Big Oil is preparing for a future in which fossil fuels are diminished in the energy mix. In April, Total agreed to buy Paris-based utility Direct Energie, after previously acquiring French battery maker Saft Groupe SA and taking a minority stake in France’s Eren Renewable Energy SA.
Rival Royal Dutch Shell Plc has said hydrogen may offer a solution to storing power in the long term, and last year raised the idea of a grid based on the lightest element. Shell entered a joint venture with partners such as Daimler AG to dispense hydrogen from its filling stations in Germany, aiming to roll this out at 400 locations by the early 2020s.
France targets 100 hydrogen stations by 2023, up from about 20 currently. That number would rise to between 400 and 1,000 by 2028 to supply as many as 50,000 vans and 2,000 heavy vehicles, the government said.

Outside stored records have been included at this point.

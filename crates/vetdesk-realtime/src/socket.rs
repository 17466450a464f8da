// SPDX-FileCopyrightText: 2026 VetDesk Contributors
// SPDX-License-Identifier: MIT OR Apache-2.0

//! WebSocket client for the clinic's real-time event stream.
//!
//! Server -> client frames are JSON text, in either of two shapes:
//! ```json
//! {"event": "testResultReady", "data": {"testId": 15}}
//! ["testResultReady", {"testId": 15}]
//! ```
//!
//! Every frame is emitted on the [`EventBus`] in arrival order. When the
//! connection drops the client waits a fixed delay and reconnects, until
//! its [`CancellationToken`] fires.

use std::sync::Arc;
use std::time::Duration;

use futures::{SinkExt, StreamExt};
use serde_json::Value;
use tokio::task::JoinHandle;
use tokio_tungstenite::tungstenite::client::IntoClientRequest;
use tokio_tungstenite::tungstenite::http::header::AUTHORIZATION;
use tokio_tungstenite::tungstenite::http::HeaderValue;
use tokio_tungstenite::tungstenite::Message;
use tokio_util::sync::CancellationToken;
use tracing::{debug, info, warn};
use vetdesk_bus::EventBus;
use vetdesk_config::model::RealtimeConfig;
use vetdesk_core::{TokenStore, VetdeskError, ACCESS_TOKEN_KEY};

/// Splits a text frame into its event name and payload.
pub fn parse_frame(text: &str) -> Result<(String, Value), VetdeskError> {
    let frame: Value = serde_json::from_str(text).map_err(|e| VetdeskError::Decode {
        message: "socket frame is not JSON".to_string(),
        source: Some(Box::new(e)),
    })?;

    let malformed = || VetdeskError::Decode {
        message: format!("unrecognized socket frame: {text}"),
        source: None,
    };

    match frame {
        Value::Object(mut fields) => {
            let event = match fields.remove("event") {
                Some(Value::String(event)) => event,
                _ => return Err(malformed()),
            };
            let data = fields
                .remove("data")
                .or_else(|| fields.remove("payload"))
                .unwrap_or(Value::Null);
            Ok((event, data))
        }
        Value::Array(items) => {
            let mut items = items.into_iter();
            match (items.next(), items.next()) {
                (Some(Value::String(event)), data) => Ok((event, data.unwrap_or(Value::Null))),
                _ => Err(malformed()),
            }
        }
        _ => Err(malformed()),
    }
}

/// How one connection ended.
#[derive(Debug, PartialEq, Eq)]
enum Disconnect {
    Cancelled,
    Closed,
}

pub struct SocketClient {
    url: String,
    tokens: Arc<dyn TokenStore>,
    bus: Arc<EventBus>,
    reconnect_delay: Duration,
}

impl SocketClient {
    pub fn new(
        url: impl Into<String>,
        tokens: Arc<dyn TokenStore>,
        bus: Arc<EventBus>,
        reconnect_delay: Duration,
    ) -> Self {
        Self {
            url: url.into(),
            tokens,
            bus,
            reconnect_delay,
        }
    }

    pub fn from_config(config: &RealtimeConfig, tokens: Arc<dyn TokenStore>, bus: Arc<EventBus>) -> Self {
        Self::new(config.url.clone(), tokens, bus, config.reconnect_delay())
    }

    /// Runs the client on its own task.
    pub fn spawn(self, cancel: CancellationToken) -> JoinHandle<Result<(), VetdeskError>> {
        tokio::spawn(async move { self.run(cancel).await })
    }

    /// Connects and forwards events until `cancel` fires.
    ///
    /// Fails only when there is no access token to connect with; every other
    /// failure leads to a reconnect after the configured delay.
    pub async fn run(&self, cancel: CancellationToken) -> Result<(), VetdeskError> {
        let mut attempt: u64 = 0;
        loop {
            if cancel.is_cancelled() {
                return Ok(());
            }
            attempt += 1;

            match self.connect_once(&cancel).await {
                Ok(Disconnect::Cancelled) => {
                    info!("real-time socket stopped");
                    return Ok(());
                }
                Ok(Disconnect::Closed) => {
                    info!(delay_secs = self.reconnect_delay.as_secs(), "real-time socket closed, reconnecting");
                    attempt = 0;
                }
                Err(e @ VetdeskError::MissingCredential(_)) => return Err(e),
                Err(e) => {
                    warn!(attempt, error = %e, "real-time socket failed, reconnecting");
                }
            }

            tokio::select! {
                _ = cancel.cancelled() => return Ok(()),
                _ = tokio::time::sleep(self.reconnect_delay) => {}
            }
        }
    }

    async fn connect_once(&self, cancel: &CancellationToken) -> Result<Disconnect, VetdeskError> {
        let token = self
            .tokens
            .get(ACCESS_TOKEN_KEY)
            .ok_or_else(|| VetdeskError::MissingCredential("real-time socket needs an access token".into()))?;

        let mut request = self
            .url
            .as_str()
            .into_client_request()
            .map_err(|e| VetdeskError::Config(format!("invalid realtime url `{}`: {e}", self.url)))?;
        let bearer = HeaderValue::from_str(&format!("Bearer {token}"))
            .map_err(|e| VetdeskError::Internal(format!("access token is not a valid header: {e}")))?;
        request.headers_mut().insert(AUTHORIZATION, bearer);

        let (stream, _) = tokio_tungstenite::connect_async(request)
            .await
            .map_err(|e| VetdeskError::Network {
                message: format!("connecting to {}", self.url),
                source: Some(Box::new(e)),
            })?;
        info!(url = %self.url, "real-time socket connected");

        let (mut sink, mut source) = stream.split();
        loop {
            let frame = tokio::select! {
                _ = cancel.cancelled() => {
                    let _ = sink.send(Message::Close(None)).await;
                    return Ok(Disconnect::Cancelled);
                }
                frame = source.next() => frame,
            };

            match frame {
                Some(Ok(Message::Text(text))) => self.forward(text.as_str()),
                Some(Ok(Message::Ping(data))) => {
                    if sink.send(Message::Pong(data)).await.is_err() {
                        return Ok(Disconnect::Closed);
                    }
                }
                Some(Ok(Message::Close(_))) | None => return Ok(Disconnect::Closed),
                Some(Ok(_)) => {}
                Some(Err(e)) => {
                    return Err(VetdeskError::Network {
                        message: "reading from real-time socket".to_string(),
                        source: Some(Box::new(e)),
                    });
                }
            }
        }
    }

    fn forward(&self, text: &str) {
        match parse_frame(text) {
            Ok((event, payload)) => {
                let listeners = self.bus.emit(&event, &payload);
                debug!(event, listeners, "socket event emitted");
            }
            Err(e) => warn!(error = %e, "ignoring socket frame"),
        }
    }
}
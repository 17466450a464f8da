// SPDX-FileCopyrightText: 2026 VetDesk Contributors
// SPDX-License-Identifier: MIT OR Apache-2.0

//! Figment-to-miette error bridge with "did you mean" suggestions.

#![allow(unused_assignments)] // miette's Diagnostic derive generates code triggering this lint

use miette::{Diagnostic, NamedSource, SourceSpan};
use thiserror::Error;

/// Minimum Jaro-Winkler similarity for a key to be offered as a correction.
const SUGGESTION_THRESHOLD: f64 = 0.75;

/// A configuration error with enough context for miette to point at the
/// offending line.
#[derive(Debug, Error, Diagnostic)]
pub enum ConfigError {
    #[error("unknown configuration key `{key}`")]
    #[diagnostic(
        code(vetdesk::config::unknown_key),
        help("{}", format_unknown_key_help(suggestion.as_deref(), valid_keys))
    )]
    UnknownKey {
        key: String,
        suggestion: Option<String>,
        valid_keys: String,
        #[label("this key is not recognized")]
        span: Option<SourceSpan>,
        #[source_code]
        src: Option<NamedSource<String>>,
    },

    #[error("invalid type for key `{key}`: {detail}")]
    #[diagnostic(code(vetdesk::config::invalid_type), help("expected {expected}"))]
    InvalidType {
        key: String,
        detail: String,
        expected: String,
    },

    #[error("missing required key `{key}`")]
    #[diagnostic(
        code(vetdesk::config::missing_key),
        help("add `{key} = <value>` to your vetdesk.toml")
    )]
    MissingKey { key: String },

    #[error("validation error: {message}")]
    #[diagnostic(code(vetdesk::config::validation))]
    Validation { message: String },

    #[error("configuration error: {0}")]
    #[diagnostic(code(vetdesk::config::other))]
    Other(String),
}

fn format_unknown_key_help(suggestion: Option<&str>, valid_keys: &str) -> String {
    match suggestion {
        Some(s) => format!("did you mean `{s}`? Valid keys: {valid_keys}"),
        None => format!("valid keys: {valid_keys}"),
    }
}

impl From<ConfigError> for vetdesk_core::VetdeskError {
    fn from(err: ConfigError) -> Self {
        vetdesk_core::VetdeskError::Config(err.to_string())
    }
}

/// Convert a `figment::Error` (which may hold several errors) into diagnostics.
pub fn figment_to_config_errors(
    err: figment::Error,
    toml_sources: &[(String, String)],
) -> Vec<ConfigError> {
    use figment::error::Kind;

    err.into_iter()
        .map(|error| match &error.kind {
            Kind::UnknownField(field, expected) => {
                let valid_keys: Vec<&str> = expected.to_vec();
                let suggestion = suggest_key(field, &valid_keys);
                let (span, src) = find_source_span(&error, field, toml_sources);
                ConfigError::UnknownKey {
                    key: field.clone(),
                    suggestion,
                    valid_keys: valid_keys.join(", "),
                    span,
                    src,
                }
            }
            Kind::MissingField(field) => ConfigError::MissingKey {
                key: field.clone().into_owned(),
            },
            Kind::InvalidType(actual, expected) => ConfigError::InvalidType {
                key: error.path.join("."),
                detail: format!("found {actual}, expected {expected}"),
                expected: expected.to_string(),
            },
            _ => ConfigError::Other(error.to_string()),
        })
        .collect()
}

fn find_source_span(
    error: &figment::error::Error,
    field: &str,
    toml_sources: &[(String, String)],
) -> (Option<SourceSpan>, Option<NamedSource<String>>) {
    let source_path = error
        .metadata
        .as_ref()
        .and_then(|m| m.source.as_ref())
        .and_then(|s| match s {
            figment::Source::File(path) => Some(path.display().to_string()),
            _ => None,
        });

    // Inline strings have no file source; fall back to the only source given.
    let source = match source_path {
        Some(path) => toml_sources.iter().find(|(p, _)| *p == path),
        None if toml_sources.len() == 1 => toml_sources.first(),
        None => None,
    };

    if let Some((path, content)) = source {
        if let Some(offset) = find_key_offset(content, &error.path, field) {
            let span = SourceSpan::new(offset.into(), field.len());
            return (Some(span), Some(NamedSource::new(path, content.clone())));
        }
    }

    (None, None)
}

/// Byte offset of `field` inside the `[section]` named by `path[0]`, or from
/// the top of the file when `path` is empty.
pub fn find_key_offset(content: &str, path: &[String], field: &str) -> Option<usize> {
    let search_start = match path.first() {
        Some(section) => {
            let header = format!("[{section}]");
            content.find(&header)? + header.len()
        }
        None => 0,
    };

    let mut byte_offset = 0;
    for line in content[search_start..].split_inclusive('\n') {
        let trimmed = line.trim_start();
        if let Some(after) = trimmed.strip_prefix(field) {
            if after.starts_with([' ', '=', '\t']) {
                return Some(search_start + byte_offset + (line.len() - trimmed.len()));
            }
        }
        byte_offset += line.len();
    }

    None
}

/// Best Jaro-Winkler match for `unknown` above the suggestion threshold.
pub fn suggest_key(unknown: &str, valid_keys: &[&str]) -> Option<String> {
    valid_keys
        .iter()
        .map(|&key| (key, strsim::jaro_winkler(unknown, key)))
        .filter(|(_, score)| *score > SUGGESTION_THRESHOLD)
        .max_by(|a, b| a.1.total_cmp(&b.1))
        .map(|(key, _)| key.to_string())
}

/// Render errors to stderr using miette's graphical handler.
pub fn render_errors(errors: &[ConfigError]) {
    use miette::GraphicalReportHandler;

    let handler = GraphicalReportHandler::new();
    for error in errors {
        let mut buf = String::new();
        let diagnostic: &dyn Diagnostic = error;
        if handler.render_report(&mut buf, diagnostic).is_ok() {
            eprint!("{buf}");
        } else {
            eprintln!("Error: {error}");
        }
    }
}

#[cfg(test)]
mod tests {
    use super::*;

    #[test]
    fn suggests_base_url_for_typo() {
        let valid = &["base_url", "timeout_secs"];
        assert_eq!(suggest_key("base_ulr", valid), Some("base_url".to_string()));
    }

    #[test]
    fn no_suggestion_for_distant_typo() {
        let valid = &["base_url", "timeout_secs"];
        assert_eq!(suggest_key("zzzzzz", valid), None);
    }

    #[test]
    fn find_key_offset_in_section() {
        let content = "[app]\nlog_level = \"info\"\n[api]\nbase_ulr = \"x\"\n";
        let path = vec!["api".to_string()];
        let o = find_key_offset(content, &path, "base_ulr").unwrap();
        assert_eq!(&content[o..o + 8], "base_ulr");
    }

    #[test]
    fn find_key_offset_missing_section() {
        let content = "[app]\nlog_level = \"info\"\n";
        let path = vec!["cache".to_string()];
        assert_eq!(find_key_offset(content, &path, "retries"), None);
    }
}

France will also test the injection of a fraction hydrogen in natural gas networks.
By contrast, France aims to have 600,000 electric vehicles on the roads by 2022, up from 120,000 now, and 400,000 hybrids, Economy Minister Bruno Le Maire said on May 22. The government will help increase the number of electric charging points almost five-fold to 100,000 by then, assuming sales of electric cars meet its target.
©2018 Bloomberg L.P.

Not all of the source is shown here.